◆ TASK INSTRUCTIONS ◆
Please reproduce the full set of data below exactly.

◆ GIVEN RECORDS ◆
◆ ◆ ◆ ◆ ◆ ◆ ◆
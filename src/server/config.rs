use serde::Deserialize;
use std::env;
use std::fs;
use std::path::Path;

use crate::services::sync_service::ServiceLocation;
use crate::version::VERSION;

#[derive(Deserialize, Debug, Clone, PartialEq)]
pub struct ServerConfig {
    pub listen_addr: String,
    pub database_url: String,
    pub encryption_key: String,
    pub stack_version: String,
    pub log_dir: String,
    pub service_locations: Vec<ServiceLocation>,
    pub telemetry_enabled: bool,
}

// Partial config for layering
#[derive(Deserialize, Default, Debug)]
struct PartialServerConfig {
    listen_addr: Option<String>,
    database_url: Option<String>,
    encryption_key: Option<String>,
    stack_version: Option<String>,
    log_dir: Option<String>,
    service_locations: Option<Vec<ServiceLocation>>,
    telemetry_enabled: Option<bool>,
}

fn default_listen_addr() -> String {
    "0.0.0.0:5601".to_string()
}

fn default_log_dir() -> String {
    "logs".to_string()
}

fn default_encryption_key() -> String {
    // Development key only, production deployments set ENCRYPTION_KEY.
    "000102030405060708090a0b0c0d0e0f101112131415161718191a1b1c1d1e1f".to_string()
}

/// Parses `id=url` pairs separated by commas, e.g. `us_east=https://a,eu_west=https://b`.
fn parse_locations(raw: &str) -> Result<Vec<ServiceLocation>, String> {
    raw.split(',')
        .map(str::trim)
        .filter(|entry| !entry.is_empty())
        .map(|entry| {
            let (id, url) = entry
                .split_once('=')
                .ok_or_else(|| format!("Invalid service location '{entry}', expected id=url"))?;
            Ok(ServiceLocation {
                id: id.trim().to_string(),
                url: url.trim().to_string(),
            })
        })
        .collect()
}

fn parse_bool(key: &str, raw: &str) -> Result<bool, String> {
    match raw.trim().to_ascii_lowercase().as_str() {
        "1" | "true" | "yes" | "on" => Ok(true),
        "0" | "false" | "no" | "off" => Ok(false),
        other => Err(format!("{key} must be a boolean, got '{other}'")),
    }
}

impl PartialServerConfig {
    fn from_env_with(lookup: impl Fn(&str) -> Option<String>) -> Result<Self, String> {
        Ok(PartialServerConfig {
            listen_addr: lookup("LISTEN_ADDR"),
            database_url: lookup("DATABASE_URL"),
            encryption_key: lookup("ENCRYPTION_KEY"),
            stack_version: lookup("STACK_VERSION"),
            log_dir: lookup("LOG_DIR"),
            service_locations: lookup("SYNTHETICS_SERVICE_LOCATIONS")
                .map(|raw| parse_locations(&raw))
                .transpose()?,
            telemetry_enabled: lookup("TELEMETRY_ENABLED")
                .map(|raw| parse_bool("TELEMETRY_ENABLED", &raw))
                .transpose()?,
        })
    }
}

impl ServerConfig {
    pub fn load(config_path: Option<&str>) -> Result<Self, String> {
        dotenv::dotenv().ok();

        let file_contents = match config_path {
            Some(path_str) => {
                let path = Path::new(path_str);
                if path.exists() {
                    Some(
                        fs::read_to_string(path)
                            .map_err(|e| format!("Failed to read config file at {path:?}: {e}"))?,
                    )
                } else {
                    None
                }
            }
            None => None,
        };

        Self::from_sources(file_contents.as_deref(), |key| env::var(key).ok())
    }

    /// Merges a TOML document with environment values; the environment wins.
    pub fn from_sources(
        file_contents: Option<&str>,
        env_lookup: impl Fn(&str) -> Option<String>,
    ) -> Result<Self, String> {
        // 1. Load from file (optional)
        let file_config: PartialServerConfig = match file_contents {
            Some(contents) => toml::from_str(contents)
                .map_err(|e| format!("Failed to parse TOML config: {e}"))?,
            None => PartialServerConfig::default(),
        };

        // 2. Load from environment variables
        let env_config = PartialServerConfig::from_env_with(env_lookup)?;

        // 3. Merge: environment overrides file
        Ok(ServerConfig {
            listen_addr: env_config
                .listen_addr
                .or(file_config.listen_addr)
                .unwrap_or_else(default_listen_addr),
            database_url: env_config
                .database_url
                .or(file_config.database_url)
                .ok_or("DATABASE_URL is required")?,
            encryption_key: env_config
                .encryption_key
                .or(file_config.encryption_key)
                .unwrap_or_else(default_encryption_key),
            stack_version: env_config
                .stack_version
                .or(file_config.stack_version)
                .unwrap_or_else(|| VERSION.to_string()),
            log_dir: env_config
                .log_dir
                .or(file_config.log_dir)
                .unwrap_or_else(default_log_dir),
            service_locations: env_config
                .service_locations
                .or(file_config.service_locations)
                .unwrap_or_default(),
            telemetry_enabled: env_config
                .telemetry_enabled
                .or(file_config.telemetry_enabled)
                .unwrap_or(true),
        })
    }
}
◆ ◆ ◆ ◆ ◆ ◆ ◆
◆ THE ANSWER ◆
filename src/server/config.rs
use serde::Deserialize;
use std::env;
use std::fs;
use std::path::Path;

use crate::services::sync_service::ServiceLocation;
use crate::version::VERSION;

#[derive(Deserialize, Debug, Clone, PartialEq)]
pub struct ServerConfig {
    pub listen_addr: String,
    pub database_url: String,
    pub encryption_key: String,
    pub stack_version: String,
    pub log_dir: String,
    pub service_locations: Vec<ServiceLocation>,
    pub telemetry_enabled: bool,
}

// Partial config for layering
#[derive(Deserialize, Default, Debug)]
struct PartialServerConfig {
    listen_addr: Option<String>,
    database_url: Option<String>,
    encryption_key: Option<String>,
    stack_version: Option<String>,
    log_dir: Option<String>,
    service_locations: Option<Vec<ServiceLocation>>,
    telemetry_enabled: Option<bool>,
}

fn default_listen_addr() -> String {
    "0.0.0.0:5601".to_string()
}

fn default_log_dir() -> String {
    "logs".to_string()
}

fn default_encryption_key() -> String {
    // Development key only, production deployments set ENCRYPTION_KEY.
    "000102030405060708090a0b0c0d0e0f101112131415161718191a1b1c1d1e1f".to_string()
}

/// Parses `id=url` pairs separated by commas, e.g. `us_east=https://a,eu_west=https://b`.
fn parse_locations(raw: &str) -> Result<Vec<ServiceLocation>, String> {
    raw.split(',')
        .map(str::trim)
        .filter(|entry| !entry.is_empty())
        .map(|entry| {
            let (id, url) = entry
                .split_once('=')
                .ok_or_else(|| format!("Invalid service location '{entry}', expected id=url"))?;
            Ok(ServiceLocation {
                id: id.trim().to_string(),
                url: url.trim().to_string(),
            })
        })
        .collect()
}

fn parse_bool(key: &str, raw: &str) -> Result<bool, String> {
    match raw.trim().to_ascii_lowercase().as_str() {
        "1" | "true" | "yes" | "on" => Ok(true),
        "0" | "false" | "no" | "off" => Ok(false),
        other => Err(format!("{key} must be a boolean, got '{other}'")),
    }
}

impl PartialServerConfig {
    fn from_env_with(lookup: impl Fn(&str) -> Option<String>) -> Result<Self, String> {
        Ok(PartialServerConfig {
            listen_addr: lookup("LISTEN_ADDR"),
            database_url: lookup("DATABASE_URL"),
            encryption_key: lookup("ENCRYPTION_KEY"),
            stack_version: lookup("STACK_VERSION"),
            log_dir: lookup("LOG_DIR"),
            service_locations: lookup("SYNTHETICS_SERVICE_LOCATIONS")
                .map(|raw| parse_locations(&raw))
                .transpose()?,
            telemetry_enabled: lookup("TELEMETRY_ENABLED")
                .map(|raw| parse_bool("TELEMETRY_ENABLED", &raw))
                .transpose()?,
        })
    }
}

impl ServerConfig {
    pub fn load(config_path: Option<&str>) -> Result<Self, String> {
        dotenv::dotenv().ok();

        let file_contents = match config_path {
            Some(path_str) => {
                let path = Path::new(path_str);
                if path.exists() {
                    Some(
                        fs::read_to_string(path)
                            .map_err(|e| format!("Failed to read config file at {path:?}: {e}"))?,
                    )
                } else {
                    None
                }
            }
            None => None,
        };

        Self::from_sources(file_contents.as_deref(), |key| env::var(key).ok())
    }

    /// Merges a TOML document with environment values; the environment wins.
    pub fn from_sources(
        file_contents: Option<&str>,
        env_lookup: impl Fn(&str) -> Option<String>,
    ) -> Result<Self, String> {
        // 1. Load from file (optional)
        let file_config: PartialServerConfig = match file_contents {
            Some(contents) => toml::from_str(contents)
                .map_err(|e| format!("Failed to parse TOML config: {e}"))?,
            None => PartialServerConfig::default(),
        };

        // 2. Load from environment variables
        let env_config = PartialServerConfig::from_env_with(env_lookup)?;

        // 3. Merge: environment overrides file
        Ok(ServerConfig {
            listen_addr: env_config
                .listen_addr
                .or(file_config.listen_addr)
                .unwrap_or_else(default_listen_addr),
            database_url: env_config
                .database_url
                .or(file_config.database_url)
                .ok_or("DATABASE_URL is required")?,
            encryption_key: env_config
                .encryption_key
                .or(file_config.encryption_key)
                .unwrap_or_else(default_encryption_key),
            stack_version: env_config
                .stack_version
                .or(file_config.stack_version)
                .unwrap_or_else(|| VERSION.to_string()),
            log_dir: env_config
                .log_dir
                .or(file_config.log_dir)
                .unwrap_or_else(default_log_dir),
            service_locations: env_config
                .service_locations
                .or(file_config.service_locations)
                .unwrap_or_default(),
            telemetry_enabled: env_config
                .telemetry_enabled
                .or(file_config.telemetry_enabled)
                .unwrap_or(true),
        })
    }
}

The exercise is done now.